We could not establish contact to the boat anymore and called MRCC Rabat again at 12:00, but they hadn’t found the boat yet. Also Salvamento didn’t have news.

At 12:42pm we reached the boat again. One person had lost consciousness, and the situation was getting critical. We could not find further indication of their position.

At 12:45pm we called MRCC Rabat again, but they did not have news. We therefore wrote another email to the Spanish and Moroccan authorities to request assistance from Spain in the search operation.
At 2:33pm the contact person informed us that the 18 people who were missing had survived and were with the Moroccan authorities. This information was confirmed at 4:30pm by SM.

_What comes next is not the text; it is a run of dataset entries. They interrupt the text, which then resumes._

//! Module containing the owning erased-cell data structure

mod data;
mod raw;
mod vtable;

pub use self::raw::{RawCell, RawCellMut, RawCellRef};
#![cfg_attr(not(doc), no_std)]
#![deny(
    missing_docs,
    clippy::alloc_instead_of_core,
    clippy::std_instead_of_alloc,
    clippy::std_instead_of_core,
    clippy::missing_safety_doc,
    clippy::undocumented_unsafe_blocks,
    clippy::multiple_unsafe_ops_per_block,
    clippy::as_ptr_cast_mut,
    clippy::ptr_as_ptr,
    rustdoc::invalid_rust_codeblocks,
    rustdoc::broken_intra_doc_links,
    missing_copy_implementations,
    unused_doc_comments
)]

//! Owning and borrowing type-erased containers with casts to declared base
//! types.
//!
//! ## Overview
//!
//! This crate provides two ways to handle values whose type is only known at
//! runtime:
//!
//! - [`AnyBox`] **owns** a deep copy of a value. It can be cloned (cloning
//!   copies the value), swapped, and cast back to the stored type. Values
//!   stored through the polymorphic constructors can additionally be cast to
//!   any *base type* they declare via the [`Upcast`] trait, so a composite
//!   value can be viewed through any of its embedded parts.
//! - [`AnyRef`] and [`AnyMut`] **borrow** an existing value without copying
//!   it. They mirror `&T` and `&mut T`: [`AnyRef`] is `Copy` and hands out
//!   shared access, [`AnyMut`] is move-only and hands out exclusive access,
//!   and an [`AnyMut`] can be demoted to an [`AnyRef`] but never promoted
//!   back.
//!
//! All casts are checked at runtime against the erased type's [`TypeId`];
//! failed casts report both the requested and the actual type name through
//! [`BadCast`] and [`BadRefCast`].
//!
//! ## Quick Example
//!
//! ```
//! use dynany::{AnyBox, impl_upcast};
//!
//! #[derive(Clone, Debug, PartialEq)]
//! struct Engine {
//!     horsepower: u32,
//! }
//!
//! #[derive(Clone, Debug, PartialEq)]
//! struct Car {
//!     engine: Engine,
//!     name: &'static str,
//! }
//!
//! impl_upcast!(Engine);
//! impl_upcast!(Car => engine: Engine);
//!
//! let container = AnyBox::new_polymorphic(Car {
//!     engine: Engine { horsepower: 90 },
//!     name: "2cv",
//! });
//!
//! // Cast to the exact type, or to any declared base.
//! assert_eq!(container.cast_ref::<Car>().unwrap().name, "2cv");
//! assert_eq!(container.cast_ref::<Engine>().unwrap().horsepower, 90);
//!
//! // Unrelated types are rejected at runtime.
//! assert!(container.cast_ref::<String>().is_err());
//! ```
//!
//! ## No-std Support
//!
//! The crate is `no_std` and only requires [`alloc`] for the owning
//! container; the reference containers never allocate.
//!
//! [`TypeId`]: core::any::TypeId

extern crate alloc;

mod any_box;
mod any_ref;
mod error;
mod macros;

pub use dynany_internals::upcast::Upcast;

pub use crate::{
    any_box::{AnyBox, Void},
    any_ref::{AnyMut, AnyRef},
    error::{BadCast, BadRefCast},
};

We could not reach the travellers anymore. During the following days we were continuously calling SM and MRCC Rabat to put pressure on them to continue the search, and to find out if there were any new developments in the case. MRCC Rabat kept confirming that they were still searching for the boat, whilst SM claimed to have no responsibility in the case, as the boat had been in Moroccan waters. On the 6th of December at 5.47pm we chose to conclude that the three people had gone missing, as MRCC Rabat informed us that they were now mainly looking for other boats in the area. This catastrophe could probably have been avoided, if SM had chosen to act in the interest of saving lives at the point where we had a clear indication of the whereabouts of the boat. Instead they acted in the interest of fortress Europe, whose policy it is to push back the task of saving lives to their neighbouring states, without assuming any responsibility for the outcome.